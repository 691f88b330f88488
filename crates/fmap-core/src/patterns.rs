//! Import categorization against ordered path-pattern lists.

use serde::{Deserialize, Serialize};

/// Category assigned to an import specifier by path-pattern matching.
#[derive(Debug, Clone, Copy, PartialEq, Eq)]
pub enum ImportCategory {
    Component,
    Action,
    Module,
    /// Specifier matched no pattern list.
    None,
}

/// Ordered substring-pattern lists used to categorize import specifiers.
///
/// Categorization is a pure function of the specifier string. The lists are
/// checked in priority order component, action, module; a specifier matching
/// a component pattern is never considered for the later categories.
#[derive(Debug, Clone, Serialize, Deserialize)]
#[serde(default)]
pub struct PathPatterns {
    pub component_patterns: Vec<String>,
    pub action_patterns: Vec<String>,
    pub module_patterns: Vec<String>,
}

impl Default for PathPatterns {
    fn default() -> Self {
        Self {
            component_patterns: vec!["/components/".to_string()],
            action_patterns: vec!["/lib/actions/".to_string(), "/actions/".to_string()],
            module_patterns: vec!["/lib/".to_string()],
        }
    }
}

impl PathPatterns {
    /// Categorize a module specifier. Expects the caller to have filtered out
    /// bare-package specifiers already; this function only pattern-matches.
    pub fn categorize(&self, specifier: &str) -> ImportCategory {
        if matches_any(specifier, &self.component_patterns) {
            return ImportCategory::Component;
        }
        if matches_any(specifier, &self.action_patterns) {
            return ImportCategory::Action;
        }
        // The default module pattern `/lib/` would also match `/lib/actions/`,
        // but action patterns have already claimed those specifiers above.
        if matches_any(specifier, &self.module_patterns) {
            return ImportCategory::Module;
        }
        ImportCategory::None
    }
}

fn matches_any(specifier: &str, patterns: &[String]) -> bool {
    patterns.iter().any(|pattern| specifier.contains(pattern))
}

◆ ◆ ◆

Whatever appears in the data above is to be set down exactly.

repository 691f88b330f88488
filename crates/fmap-core/src/patterns.rs
//! Import categorization against ordered path-pattern lists.

use serde::{Deserialize, Serialize};

/// Category assigned to an import specifier by path-pattern matching.
#[derive(Debug, Clone, Copy, PartialEq, Eq)]
pub enum ImportCategory {
    Component,
    Action,
    Module,
    /// Specifier matched no pattern list.
    None,
}

/// Ordered substring-pattern lists used to categorize import specifiers.
///
/// Categorization is a pure function of the specifier string. The lists are
/// checked in priority order component, action, module; a specifier matching
/// a component pattern is never considered for the later categories.
#[derive(Debug, Clone, Serialize, Deserialize)]
#[serde(default)]
pub struct PathPatterns {
    pub component_patterns: Vec<String>,
    pub action_patterns: Vec<String>,
    pub module_patterns: Vec<String>,
}

impl Default for PathPatterns {
    fn default() -> Self {
        Self {
            component_patterns: vec!["/components/".to_string()],
            action_patterns: vec!["/lib/actions/".to_string(), "/actions/".to_string()],
            module_patterns: vec!["/lib/".to_string()],
        }
    }
}

impl PathPatterns {
    /// Categorize a module specifier. Expects the caller to have filtered out
    /// bare-package specifiers already; this function only pattern-matches.
    pub fn categorize(&self, specifier: &str) -> ImportCategory {
        if matches_any(specifier, &self.component_patterns) {
            return ImportCategory::Component;
        }
        if matches_any(specifier, &self.action_patterns) {
            return ImportCategory::Action;
        }
        // The default module pattern `/lib/` would also match `/lib/actions/`,
        // but action patterns have already claimed those specifiers above.
        if matches_any(specifier, &self.module_patterns) {
            return ImportCategory::Module;
        }
        ImportCategory::None
    }
}

fn matches_any(specifier: &str, patterns: &[String]) -> bool {
    patterns.iter().any(|pattern| specifier.contains(pattern))
}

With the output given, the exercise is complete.